20. ...sulla cattiva strada 2/2

Magsimula sa umpisa
                                    

Ingoio a vuoto con la gola secca, guardando il tripudio di alcool davanti a me. O la va o la spacca.

«Da dove inizio?»
«Occhi.» Andrea afferra il bicchierino ricolmo di liquido verde  e mi invita a fare lo stesso. «Prima brindiamo, poi colpiamo il bancone col fondo dello shot e poi buttiamo giù.»
«Perchè battiamo il bicchere sul bancone?»
«Perchè chi non batte non...sai...» Tentenna, guardandomi malizioso.
«Non che?»
«Non scopa.» Sorride sornione.
«Oh.» Credo di diventare dello stesso colore del passion fruit di cui sono pieni i bicchieri. «Okay.»
«A noi?»
«A noi.»

Facciamo tintinnare il vetro senza distogliere lo sguardo, batto il bicchiere sul bancone - ché, a parte gli scherzi, non si sa mai - e mando giù. Un'altra volta ancora un fuoco mi accende, serpeggiando lungo la gola, l'esofago e ancora più giù e non riesco a fare a meno di pensare che avessi ragione a immaginare sarebbe stata una serata all'inferno.
Dopo qualche minuto di attesa, mi sprona a bere il resto senza perdere altro tempo: prima la mia pelle e per ultimo le mie labbra, che poi bacia raccogliendo l'ultima goccia del liquido rosso.
Si lecca le labbra con gli occhi accesi da mille scintille. «Sei buona, Beatrice.»

Sudo freddo al solo sentire come pronuncia il mio nome, facendo scontrare tra loro le labbra piene prima e la lingua coi denti poi, mentre il tono roco che usa solo con me gli gira in bocca ed esce come fiato bollente.

Mi sento carica, mi sento viva, mi sento pienamente io, bloccata in quell'attimo in cui sai che tutto l'alcol che hai bevuto salirà prima o poi, ma adesso è ancora presto.

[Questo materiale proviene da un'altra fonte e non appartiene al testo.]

//! `pgpilot serve` - run the MCP server on stdio.

use anyhow::{Context, Result};
use pgpilot_adapter_pg::PgAdapter;
use pgpilot_assist::SchemaCache;
use pgpilot_core::PilotConfig;
use pgpilot_mcp::{McpServer, ToolExecutor};
use std::sync::Arc;

pub async fn run(config: PilotConfig) -> Result<()> {
    let adapter = Arc::new(
        PgAdapter::connect(&config.database)
            .await
            .context("Failed to connect to the database")?,
    );
    let cache = Arc::new(SchemaCache::new(adapter.clone(), config.schema_cache.ttl()));
    let executor = ToolExecutor::new(adapter, cache, config.guardrails.clone());
    let server = McpServer::new(config.mcp.clone(), executor);

    tracing::info!(
        read_only = config.guardrails.read_only,
        max_rows = config.guardrails.max_rows,
        cache_ttl_seconds = config.schema_cache.ttl_seconds,
        "pgpilot ready"
    );

    tokio::select! {
        result = server.run_stdio() => result.context("MCP server failed")?,
        _ = tokio::signal::ctrl_c() => tracing::info!("Interrupted; shutting down"),
    }
    Ok(())
}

Nando continua servire senza sosta i vari avventori e mezz'ora dopo sono diventata la sua migliore amica: mi racconta che l'amore della sua vita l'ha lasciato per andare a vivere a casa del panettiere - "Mi sa che quer coso je faceva trovà du' filoncini ogni vorta in panetteria, a qua zoccola de mi moje" - e che adesso lui spende le sue serate per lo più curvo su questo bancone, a vendere futili sogni a tanti, troppi.
A sentirlo fa anche il mestiere del prete, "Perchè 'a sincerità sta nei discorsi da ubriachi, signorì. C'è che ormai tutti ponno fa' tutto, 'a libertà ha rovinato er monno... e mo' tutti c'hanno quarcosa da nasconde. Vengono a beve, a dimentica', a racconta' lo schifo preso e dato. E io sto sempre qua, cor sole o co 'a pioggia, sissignore, a Nando ce 'o trovi sempre, ogni vorta che c'hai bisogno."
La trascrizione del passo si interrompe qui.